An optical analysis of all collected print samples was conducted to determine the overall print quality from a consumer standpoint. In the first run, the quality of the print was more clear, compared to the second run. The second run contained more defects such as hickies, ink skipout and slight banding. It is believed these print issues were caused by excess static on the web, dirty plates and gear marking. An increase in the corona treatment at the start of the web decreased this effect a bit, but the ink skipout still occurred throughout the secondary run, specifically in the over-impressed samples.

Conclusions

Lower reliefs were found to have slightly greater shoulder angles in the highlight dot areas, compared to the highlight dot shoulder angles of plates with standard or greater reliefs. Optimized relief was found to provide less dot gain in the highlights and thus provide a more accurate linear dot output across multiple ink volumes without the presence of a compensation curve. The overall amount of dot gain was found to be similar between high linescreens across all reliefs. As expected, the 0.009-in. and 0.012-in. reliefs provided the least amount of dot gain in the highlight values.
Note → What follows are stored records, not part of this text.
use std::sync::Once;

use metrics::{Unit, describe_counter};
use tracing_error::ErrorLayer;
use tracing_subscriber::{
    EnvFilter, fmt,
    layer::{Layer, SubscriberExt},
    util::SubscriberInitExt,
};

use crate::config::{LogFormat, LoggingSettings};

use super::error::InfraError;

static METRIC_DESCRIPTIONS: Once = Once::new();

/// Install a global tracing subscriber using the provided logging settings.
pub fn init(logging: &LoggingSettings) -> Result<(), InfraError> {
    describe_metrics();

    let env_filter = EnvFilter::builder()
        .with_default_directive(logging.level.into())
        .from_env_lossy();

    let fmt_layer = match logging.format {
        LogFormat::Json => fmt::layer()
            .json()
            .with_current_span(true)
            .with_span_list(true)
            .with_target(true)
            .boxed(),
        LogFormat::Compact => fmt::layer().compact().with_target(true).boxed(),
    };

    tracing_subscriber::registry()
        .with(env_filter)
        .with(ErrorLayer::default())
        .with(fmt_layer)
        .try_init()
        .map_err(|err| {
            InfraError::telemetry(format!("failed to install tracing subscriber: {err}"))
        })
}

fn describe_metrics() {
    METRIC_DESCRIPTIONS.call_once(|| {
        describe_counter!(
            "verdant_cache_hit_total",
            Unit::Count,
            "Total number of cache hits."
        );
        describe_counter!(
            "verdant_cache_miss_total",
            Unit::Count,
            "Total number of cache misses."
        );
        describe_counter!(
            "verdant_cache_expired_total",
            Unit::Count,
            "Total number of cache entries dropped because their TTL elapsed."
        );
        describe_counter!(
            "verdant_cache_evict_total",
            Unit::Count,
            "Total number of cache evictions due to capacity."
        );
        describe_counter!(
            "verdant_ingest_readings_total",
            Unit::Count,
            "Total number of sensor readings accepted by telemetry ingest."
        );
        describe_counter!(
            "verdant_bridge_command_total",
            Unit::Count,
            "Total number of actuator commands issued."
        );
        describe_counter!(
            "verdant_bridge_ack_total",
            Unit::Count,
            "Total number of commands acknowledged by devices."
        );
        describe_counter!(
            "verdant_bridge_timeout_total",
            Unit::Count,
            "Total number of commands that timed out unacknowledged."
        );
        describe_counter!(
            "verdant_bridge_publish_dropped_total",
            Unit::Count,
            "Total number of command publishes dropped by a full queue."
        );
        describe_counter!(
            "verdant_bridge_reconnect_total",
            Unit::Count,
            "Total number of broker reconnect attempts."
        );
        describe_counter!(
            "verdant_retention_deleted_total",
            Unit::Count,
            "Total number of documents deleted by the retention sweeper."
        );
    });
}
Therefore, as plate relief decreased, highlight dots from 1 percent to 10 percent held consistently at a linear output across all reliefs. However, decreased relief had no impact on supporting microtype.

Figure 7a
Figure 7b

Ultimately, it appears that the 0.016-in. relief had the widest resulting shoulder angle, creating the smallest resulting angle. However, this relief showed more dot gain than the 0.013-in. relief, as the 0.016-in. relief showed values more consistent with the greater reliefs. Though shoulder angle did effectively increase and the printing of traditional highlight dots across different linescreens was stable, accurate partial percentage dots were not able to consistently form or be supported under the tested conditions. The lower relief may affect how compressible the dot is, which would influence deformation at the print surface.

In order to optimize equipment for plates with decreased relief, the printer must take into account the current linescreen and anilox roll being used for the end product and make adjustments from there. For example, 133 linescreen is widely used in the industry due to its consistent stability. However, if a decreased relief plate is being considered, then perhaps an HD screening would be a better option, seeing as it performed similarly to the highlight 133 screening but suffered less loss in the shadows with the lowest volume anilox.

Plate relief optimization has proven to be a viable solution in combating dot gain, however more extensive research must be conducted to determine how to better support fine features. By slightly altering the plate making process, plates will be able to hold smaller dots. However, this may not be viable with a printer’s production times, due to increased exposure times. With the implementation of a compensation curve, these plates can be altered to be even more accurate. Though decreased plate relief helped decrease dot gain, more research into the support of microtype must occur before FIRST guidelines can be adjusted.

Limitations

The results of this study are relevant under the testing conditions, with a BOPP label stock and a single-color UV ink. More extensive testing would be warranted to determine the output under other variables, such as with water-based inks, a different substrate or different plate materials. Additionally, more testing with conventional exposure and an out-of-the-box flat top dot product could provide better support to these fine features.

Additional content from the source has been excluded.